董会，李彩霞，王晶，贾竟，刘超

（1.南方医科大学基础医学院法医学系，广州510515；2.公安部物证鉴定中心，北京市现场物证检验工程技术研究中心，法医遗传学公安部重点实验室，北京100038；3.郑州大学基础医学院遗传学实验室，郑州450000）

·技术方法·

一种快速聚合酶链式反应方法的探究和法医学应用

董会1，李彩霞2，王晶2，贾竟3，刘超1

（1.南方医科大学基础医学院法医学系，广州510515；2.公安部物证鉴定中心，北京市现场物证检验工程技术研究中心，法医遗传学公安部重点实验室，北京100038；3.郑州大学基础医学院遗传学实验室，郑州450000）

目的优化和建立一套快速聚合酶链式反应（PCR）扩增体系和程序，缩短扩增时间，提高短串联重复序列分型的速率和办案效率。方法运用AmpFLSTR®Identifiler®Plus试剂盒和7种快速扩增酶进行筛选和优化，最后对筛选出的酶优化其扩增体系和扩增程序，并对几种常规检材中提取的DNA进行扩增和检测，然后对其分型结果进行验证和讨论。结果最终优化的扩增程序由常规的3 h左右缩短至24 min，DNA检验结果与常规方法一致。结论应用优化后的快速PCR扩增体系可以成功准确扩增DNA样本，显著提高DNA分型速率。

法医学；快速聚合酶链式反应；复合短串联重复序列

生物物证的DNA检验在公安办案实践中发挥着举足轻重的作用，案（事）件尤其是一些大要案往往要求在极短时间甚至在现场就提供检验结果，为案（事）件的快速处置、侦查诉讼等提供及时的线索和证据。目前，生物物证常规检测步骤包括DNA提取、定量、复合短串联重复序列（short tandem repeat，STR）扩增、电泳检测等，最终获得常染色体或Y染色体STR分型，整个过程大致需要10～12 h。而聚合酶链式反应（polymerase chain reaction，PCR）一般需要3 h左右，是生物物证检验的一个重要限速过程［1］。如果能将此过程进一步缩短，将会显著提升物证检验的速度，提高法医检验的效率，满足案件侦查和诉讼对于时效性的要求，提升生物物证的证据价值和证明力，为公安机关进行PCR扩增提供便利。

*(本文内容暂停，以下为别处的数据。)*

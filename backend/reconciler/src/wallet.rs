//! What the engine needs to know from the local wallet.

use crate::types::{Amount, Pledge, Project};

/// Invoked with the pledge the wallet just revoked.
pub type RevokeCallback = Box<dyn Fn(&Pledge) + Send + Sync>;

pub trait Wallet: Send + Sync {
    /// The wallet holds the keys to claim this project.
    fn is_project_mine(&self, project: &Project) -> bool;

    /// The wallet's own pledge to this project, if it made one.
    fn pledge_for(&self, project: &Project) -> Option<Pledge>;

    fn pledged_amount_for(&self, project: &Project) -> Amount;

    /// Register a callback fired whenever the wallet revokes one of its
    /// pledges.
    fn on_revoke(&self, callback: RevokeCallback);
}
impl ProjectRecord {
    fn new(project: Project, epoch: u64) -> Self {
        Self {
            project: Arc::new(project),
            state: ProjectState::Unknown,
            claimed_by: None,
            pending: HashMap::new(),
            open: HashMap::new(),
            claimed: HashMap::new(),
            check: None,
            epoch,
            revision: 0,
            removed: false,
        }
    }

    fn is_current(&self, epoch: u64) -> bool {
        !self.removed && self.epoch == epoch
    }

    fn value_pledged(&self) -> Amount {
        self.open
            .values()
            .chain(self.claimed.values())
            .fold(0, |sum: Amount, p| sum.saturating_add(p.total_input_value))
    }

    fn info(&self) -> ProjectStateInfo {
        ProjectStateInfo {
            state: self.state,
            value_pledged: self.value_pledged(),
            claimed_by: self.claimed_by,
        }
    }

    fn snapshot(&self) -> ProjectSnapshot {
        ProjectSnapshot {
            project: self.project.clone(),
            info: self.info(),
            check: self.check.clone(),
            open: newest_first(&self.open),
            claimed: newest_first(&self.claimed),
            pending: self.pending.len(),
            revision: self.revision,
        }
    }

    fn admit(&self, pledge: &Pledge) -> Result<PledgeKey, VerificationError> {
        if self.removed {
            return Err(VerificationError::NotFound(pledge.project_id.clone()));
        }
        pledge.validate_for(&self.project)?;
        pledge
            .key()
            .ok_or_else(|| VerificationError::MalformedPledge("pledge has no identity".into()))
    }

    fn take_unclaimed(&mut self, key: &PledgeKey) -> Option<Arc<Pledge>> {
        self.open.remove(key).or_else(|| self.pending.remove(key))
    }

    fn move_to_claimed(&mut self, key: PledgeKey) {
        if let Some(pledge) = self.take_unclaimed(&key) {
            self.claimed.insert(key, pledge);
        }
    }

    /// Claim the pledge and every other unclaimed pledge `settlement` spends.
    fn settle(&mut self, key: PledgeKey, settlement: &Transaction) {
        if self.state != ProjectState::Claimed {
            self.state = ProjectState::Claimed;
            self.claimed_by = Some(settlement.txid);
            info!(
                project = %self.project.id,
                claimed_by = %settlement.txid,
                "project claimed"
            );
        }
        self.move_to_claimed(key);

        let swept: Vec<PledgeKey> = self
            .open
            .iter()
            .chain(self.pending.iter())
            .filter(|(_, p)| p.outpoints().iter().any(|op| settlement.spends(op)))
            .map(|(k, _)| *k)
            .collect();
        for key in swept {
            self.move_to_claimed(key);
        }
    }
}
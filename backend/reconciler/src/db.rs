//! Database layer — migrations plus the project and pledge store.

use sqlx::{sqlite::SqlitePoolOptions, SqlitePool};
use tracing::info;

use crate::errors::{ReconcilerError, Result};
use crate::types::{Pledge, PledgeKey, Project, ProjectId};

/// Establish a SQLite connection pool and run pending migrations.
pub async fn init_pool(database_url: &str) -> Result<SqlitePool> {
    // Make sure the file is created if it doesn't exist yet.
    let url = if database_url.starts_with("sqlite:") {
        database_url.to_string()
    } else {
        format!("sqlite:{database_url}")
    };
    let url = if url.contains('?') || url.contains(":memory:") {
        url
    } else {
        format!("{url}?mode=rwc")
    };
    connect(&url, 5).await
}

pub(crate) async fn connect(url: &str, max_connections: u32) -> Result<SqlitePool> {
    let pool = SqlitePoolOptions::new()
        .max_connections(max_connections)
        .connect(url)
        .await?;

    sqlx::migrate!("./migrations").run(&pool).await?;
    info!("Database migrations applied successfully");
    Ok(pool)
}

// ─────────────────────────────────────────────────────────
// Projects
// ─────────────────────────────────────────────────────────

pub async fn save_project(pool: &SqlitePool, project: &Project) -> Result<()> {
    let body = serde_json::to_string(project)?;
    sqlx::query("INSERT OR REPLACE INTO projects (id, body) VALUES (?1, ?2)")
        .bind(project.id.as_str())
        .bind(body)
        .execute(pool)
        .await?;
    Ok(())
}

/// Remove a project together with its pledges.
pub async fn delete_project(pool: &SqlitePool, id: &ProjectId) -> Result<bool> {
    sqlx::query("DELETE FROM pledges WHERE project_id = ?1")
        .bind(id.as_str())
        .execute(pool)
        .await?;
    let rows = sqlx::query("DELETE FROM projects WHERE id = ?1")
        .bind(id.as_str())
        .execute(pool)
        .await?
        .rows_affected();
    Ok(rows > 0)
}

/// All stored projects, oldest first.
pub async fn load_projects(pool: &SqlitePool) -> Result<Vec<Project>> {
    let rows: Vec<(String,)> =
        sqlx::query_as("SELECT body FROM projects ORDER BY created_at ASC, rowid ASC")
            .fetch_all(pool)
            .await?;
    rows.into_iter()
        .map(|(body,)| serde_json::from_str::<Project>(&body).map_err(ReconcilerError::from))
        .collect()
}

// ─────────────────────────────────────────────────────────
// Pledges
// ─────────────────────────────────────────────────────────

/// Insert or replace the pledge stored under `key`.
pub async fn save_pledge(pool: &SqlitePool, key: &PledgeKey, pledge: &Pledge) -> Result<()> {
    let body = serde_json::to_string(pledge)?;
    sqlx::query("INSERT OR REPLACE INTO pledges (pledge_key, project_id, body) VALUES (?1, ?2, ?3)")
        .bind(key.to_hex())
        .bind(pledge.project_id.as_str())
        .bind(body)
        .execute(pool)
        .await?;
    Ok(())
}

pub async fn delete_pledge(pool: &SqlitePool, key: &PledgeKey) -> Result<bool> {
    let rows = sqlx::query("DELETE FROM pledges WHERE pledge_key = ?1")
        .bind(key.to_hex())
        .execute(pool)
        .await?
        .rows_affected();
    Ok(rows > 0)
}

/// All stored pledges, oldest first.
pub async fn load_pledges(pool: &SqlitePool) -> Result<Vec<Pledge>> {
    let rows: Vec<(String,)> =
        sqlx::query_as("SELECT body FROM pledges ORDER BY created_at ASC, rowid ASC")
            .fetch_all(pool)
            .await?;
    rows.into_iter()
        .map(|(body,)| serde_json::from_str::<Pledge>(&body).map_err(ReconcilerError::from))
        .collect()
}
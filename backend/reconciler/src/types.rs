//! # Types
//!
//! Decoded project and pledge structures, plus the per-project state the
//! engine derives from them.
//!
//! ## Identity
//!
//! - A [`Project`] is identified by [`ProjectId`], the hex SHA-256 of its
//!   serialized details. Owner-attached metadata never feeds the hash.
//! - A [`Pledge`] is identified by its [`PledgeKey`]: the `orig_hash` of the
//!   submission it was scrubbed from when present, otherwise the txid of its
//!   pledge transaction. A server-provided copy therefore replaces the
//!   submitter's local copy instead of being counted twice.
//!
//! ## Project lifecycle
//!
//! ```text
//! Unknown ──► Pending ──► Open ──► Claimed
//!                           ▲  │
//!                           └──┘ pledge added / revoked
//! ```
//!
//! `Claimed` is terminal until an explicit reset puts the project back into
//! `Pending`.

use std::fmt;
use std::str::FromStr;
use std::sync::Arc;

use chrono::{DateTime, Utc};
use serde::{Deserialize, Deserializer, Serialize, Serializer};
use sha2::{Digest, Sha256};

use crate::errors::{ErrorKind, VerificationError};

/// Amounts in the smallest currency unit (satoshis).
pub type Amount = u64;

/// Identity of a pledge inside its project's pledge set.
pub type PledgeKey = TxHash;

// ─────────────────────────────────────────────────────────
// Hashes and outpoints
// ─────────────────────────────────────────────────────────

/// A 32-byte transaction hash, hex-encoded in every text form.
#[derive(Clone, Copy, PartialEq, Eq, Hash, PartialOrd, Ord)]
pub struct TxHash(pub [u8; 32]);

impl TxHash {
    pub fn from_hex(s: &str) -> Result<Self, hex::FromHexError> {
        let mut out = [0u8; 32];
        hex::decode_to_slice(s, &mut out)?;
        Ok(Self(out))
    }

    pub fn to_hex(&self) -> String {
        hex::encode(self.0)
    }
}

impl fmt::Display for TxHash {
    fn fmt(&self, f: &mut fmt::Formatter<'_>) -> fmt::Result {
        f.write_str(&self.to_hex())
    }
}

impl fmt::Debug for TxHash {
    fn fmt(&self, f: &mut fmt::Formatter<'_>) -> fmt::Result {
        write!(f, "TxHash({})", self.to_hex())
    }
}

impl FromStr for TxHash {
    type Err = hex::FromHexError;

    fn from_str(s: &str) -> Result<Self, Self::Err> {
        Self::from_hex(s)
    }
}

impl Serialize for TxHash {
    fn serialize<S: Serializer>(&self, serializer: S) -> Result<S::Ok, S::Error> {
        serializer.serialize_str(&self.to_hex())
    }
}

impl<'de> Deserialize<'de> for TxHash {
    fn deserialize<D: Deserializer<'de>>(deserializer: D) -> Result<Self, D::Error> {
        let s = String::deserialize(deserializer)?;
        Self::from_hex(&s).map_err(serde::de::Error::custom)
    }
}

/// Reference to a single transaction output.
#[derive(Debug, Clone, Copy, PartialEq, Eq, Hash, PartialOrd, Ord, Serialize, Deserialize)]
pub struct OutPoint {
    pub txid: TxHash,
    pub index: u32,
}

impl OutPoint {
    pub fn new(txid: TxHash, index: u32) -> Self {
        Self { txid, index }
    }
}

impl fmt::Display for OutPoint {
    fn fmt(&self, f: &mut fmt::Formatter<'_>) -> fmt::Result {
        write!(f, "{}:{}", self.txid, self.index)
    }
}

/// A transaction output: amount plus locking script.
#[derive(Debug, Clone, PartialEq, Eq, Serialize, Deserialize)]
pub struct TxOut {
    pub value: Amount,
    #[serde(with = "hex_bytes")]
    pub script: Vec<u8>,
}

/// The parts of a transaction the engine reasons about. Script validity and
/// fee policy are not checked here.
#[derive(Debug, Clone, PartialEq, Eq, Serialize, Deserialize)]
pub struct Transaction {
    pub txid: TxHash,
    pub inputs: Vec<OutPoint>,
    pub outputs: Vec<TxOut>,
}

impl Transaction {
    pub fn spends(&self, outpoint: &OutPoint) -> bool {
        self.inputs.contains(outpoint)
    }
}

mod hex_bytes {
    use serde::{Deserialize, Deserializer, Serializer};

    pub fn serialize<S: Serializer>(bytes: &[u8], serializer: S) -> Result<S::Ok, S::Error> {
        serializer.serialize_str(&hex::encode(bytes))
    }

    pub fn deserialize<'de, D: Deserializer<'de>>(deserializer: D) -> Result<Vec<u8>, D::Error> {
        let s = String::deserialize(deserializer)?;
        hex::decode(s).map_err(serde::de::Error::custom)
    }
}

// ─────────────────────────────────────────────────────────
// Projects
// ─────────────────────────────────────────────────────────

#[derive(Debug, Clone, PartialEq, Eq, Hash, PartialOrd, Ord, Serialize, Deserialize)]
#[serde(transparent)]
pub struct ProjectId(String);

impl ProjectId {
    /// Derive the id from the project's serialized details.
    pub fn derive(serialized_details: &[u8]) -> Self {
        Self(hex::encode(Sha256::digest(serialized_details)))
    }

    pub fn as_str(&self) -> &str {
        &self.0
    }
}

impl From<String> for ProjectId {
    fn from(s: String) -> Self {
        Self(s)
    }
}

impl From<&str> for ProjectId {
    fn from(s: &str) -> Self {
        Self(s.to_string())
    }
}

impl fmt::Display for ProjectId {
    fn fmt(&self, f: &mut fmt::Formatter<'_>) -> fmt::Result {
        f.write_str(&self.0)
    }
}

/// A published funding project. Immutable once published.
#[derive(Debug, Clone, PartialEq, Eq, Serialize, Deserialize)]
pub struct Project {
    pub id: ProjectId,
    #[serde(default)]
    pub title: String,
    /// Target amount in satoshis.
    pub goal_amount: Amount,
    /// Outputs the settlement transaction must pay, in order. An amount of
    /// zero means "unspecified, fill to goal".
    pub outputs: Vec<TxOut>,
    #[serde(default)]
    pub min_pledge_size: Amount,
    /// Unix seconds.
    pub timestamp: i64,
    #[serde(default)]
    pub expiry: Option<i64>,
    /// Hex-encoded public key that authorises privileged status queries.
    #[serde(default)]
    pub auth_key: Option<String>,
    #[serde(default)]
    pub memo: String,
    #[serde(default)]
    pub payment_url: Option<String>,
}

impl Project {
    /// True when `outputs` begins with this project's outputs.
    pub fn outputs_match(&self, outputs: &[TxOut]) -> bool {
        !self.outputs.is_empty()
            && outputs.len() >= self.outputs.len()
            && self.outputs.iter().zip(outputs).all(|(want, got)| {
                want.script == got.script && (want.value == 0 || want.value == got.value)
            })
    }

    /// True when `tx` settles this project.
    pub fn is_claim(&self, tx: &Transaction) -> bool {
        !tx.inputs.is_empty() && self.outputs_match(&tx.outputs)
    }

    pub fn is_expired(&self, now: DateTime<Utc>) -> bool {
        self.expiry.is_some_and(|expiry| now.timestamp() >= expiry)
    }

    pub fn is_fully_funded(&self, value_pledged: Amount) -> bool {
        value_pledged >= self.goal_amount
    }
}

// ─────────────────────────────────────────────────────────
// Pledges
// ─────────────────────────────────────────────────────────

/// A contribution toward a project. The last transaction is the pledge
/// transaction paying the project's outputs; any earlier ones are the
/// dependencies that created its inputs.
#[derive(Debug, Clone, PartialEq, Eq, Serialize, Deserialize)]
pub struct Pledge {
    pub project_id: ProjectId,
    pub transactions: Vec<Transaction>,
    pub total_input_value: Amount,
    /// Unix seconds.
    pub timestamp: i64,
    #[serde(default)]
    pub orig_hash: Option<TxHash>,
    #[serde(default)]
    pub contact: Option<String>,
    #[serde(default)]
    pub memo: String,
}

impl Pledge {
    pub fn pledge_tx(&self) -> Option<&Transaction> {
        self.transactions.last()
    }

    pub fn key(&self) -> Option<PledgeKey> {
        self.orig_hash.or_else(|| self.pledge_tx().map(|tx| tx.txid))
    }

    /// Outpoints whose spend status decides this pledge's fate.
    pub fn outpoints(&self) -> Vec<OutPoint> {
        self.pledge_tx()
            .map(|tx| tx.inputs.clone())
            .unwrap_or_default()
    }

    /// Structural checks applied before a pledge may enter a project's set.
    pub fn validate_for(&self, project: &Project) -> Result<(), VerificationError> {
        let malformed =
            |msg: String| -> Result<(), VerificationError> { Err(VerificationError::MalformedPledge(msg)) };

        if self.project_id != project.id {
            return malformed(format!(
                "pledge targets project {}, not {}",
                self.project_id, project.id
            ));
        }
        let Some(tx) = self.pledge_tx() else {
            return malformed("pledge contains no transactions".to_string());
        };
        if tx.inputs.is_empty() {
            return malformed(format!("pledge transaction {} has no inputs", tx.txid));
        }
        let mut inputs = tx.inputs.clone();
        inputs.sort();
        inputs.dedup();
        if inputs.len() != tx.inputs.len() {
            return malformed(format!("pledge transaction {} spends an input twice", tx.txid));
        }
        if self.total_input_value == 0 {
            return malformed("pledge declares a zero input value".to_string());
        }
        if self.total_input_value < project.min_pledge_size {
            return malformed(format!(
                "pledge of {} sat is below the project minimum of {} sat",
                self.total_input_value, project.min_pledge_size
            ));
        }
        if !project.outputs_match(&tx.outputs) {
            return malformed(format!(
                "pledge transaction {} does not pay the project's outputs",
                tx.txid
            ));
        }
        Ok(())
    }
}

// ─────────────────────────────────────────────────────────
// Derived state
// ─────────────────────────────────────────────────────────

#[derive(Debug, Clone, Copy, PartialEq, Eq, Serialize, Deserialize)]
#[serde(rename_all = "snake_case")]
pub enum ProjectState {
    Unknown,
    Pending,
    Open,
    Claimed,
    /// Never assigned by the tracker; presentation layers fold a failing
    /// [`CheckStatus`] into this.
    Error,
}

#[derive(Debug, Clone, PartialEq, Eq, Serialize, Deserialize)]
pub struct ProjectStateInfo {
    pub state: ProjectState,
    pub value_pledged: Amount,
    pub claimed_by: Option<TxHash>,
}

/// Outcome of the most recent reconciliation attempt for one project.
#[derive(Debug, Clone, Serialize)]
#[serde(tag = "status", rename_all = "snake_case")]
pub enum CheckStatus {
    Ok {
        at: DateTime<Utc>,
    },
    Error {
        kind: ErrorKind,
        message: String,
        at: DateTime<Utc>,
        #[serde(skip)]
        error: Arc<VerificationError>,
    },
}

impl CheckStatus {
    pub fn ok() -> Self {
        Self::Ok { at: Utc::now() }
    }

    pub fn error(error: Arc<VerificationError>) -> Self {
        Self::Error {
            kind: error.kind(),
            message: error.to_string(),
            at: Utc::now(),
            error,
        }
    }

    pub fn is_error(&self) -> bool {
        matches!(self, Self::Error { .. })
    }

    pub fn error_kind(&self) -> Option<ErrorKind> {
        match self {
            Self::Error { kind, .. } => Some(*kind),
            Self::Ok { .. } => None,
        }
    }
}

impl PartialEq for CheckStatus {
    fn eq(&self, other: &Self) -> bool {
        match (self, other) {
            (Self::Ok { at: a }, Self::Ok { at: b }) => a == b,
            (
                Self::Error {
                    kind: ka,
                    message: ma,
                    at: ta,
                    ..
                },
                Self::Error {
                    kind: kb,
                    message: mb,
                    at: tb,
                    ..
                },
            ) => ka == kb && ma == mb && ta == tb,
            _ => false,
        }
    }
}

快速PCR就是基于普通PCR的工作原理，在保证PCR反应特异性、灵敏度和保真度的前提下，在更短时间内完成对核酸分子的扩增［2］。近年来，快速PCR主要从3个方面分别进行了研发：聚合酶的改进、添加剂的研发以及热循环仪的革新创造［3］。快速扩增DNA聚合酶以及快速升/降温速率的PCR扩增仪［4］的出现，使快速PCR技术在法医学中大规模应用成为可能。快速PCR技术在核基因组DNA和线粒体DNA的相关研究［5］中均占据重要位置。本文以当前法医DNA实验室常用的STR复合扩增试剂［6］和快速扩增酶为主要研究对象，建立了一套快速扩增体系和程序，整个扩增程序只需24 min即可完成，显著缩短了物证检验时间，为公安机关及科研院所进行PCR扩增和检验提供了便利。

1 材料与方法

1.1 样本

50份无关个体静脉血由中山大学第一附属医院提供，84份案例检材（血布片10份、血棉签10份、唾液布片10份、唾液棉签10份、接触类检材10份、骨头7份、牙齿7份、精斑5份、口腔拭子10份、头发毛囊5份）由公安部物证鉴定中心提供。

1.2 主要试剂和仪器

SpeedSTAR®HS DNA酶（日本TaKaRa公司），KAPA2GTM快速PCR试剂盒（美国Kapa Biosystems公司），QIAGEN快速PCR试剂盒和M48 QIAGEN®试剂盒（美国QIAGEN公司），PyroStartTMFast PCR Master Mix（2×）（加拿大Fermentas公司），FastStart Taq DNA酶，dNTPack（德国Roche Applied Science公司），PfuUltraⅡFusion HS DNA酶（美国Agilent公司），Fast HiFidelity PCR试剂盒（TIANGEN公司），AmpFLSTR®Identifiler®Plus试剂盒和ABI 3130XL遗传分析仪（美国Applied Biosystems公司），蛋白酶K（德国Merck公司），Mastercycler pro Eppendorf®热循环仪（德国Eppendorf公司），SpeedCycler2热循环仪（德国Analytik Jena公司），NANODROP 2000C分光光度计（美国Thermo Scientific公司）。

1.3 方法

1.3.1 模板DNA的提取：采用磁珠法［7］提取全部的实验样本，具体操作参照M48 QIAGEN®试剂盒使用说明。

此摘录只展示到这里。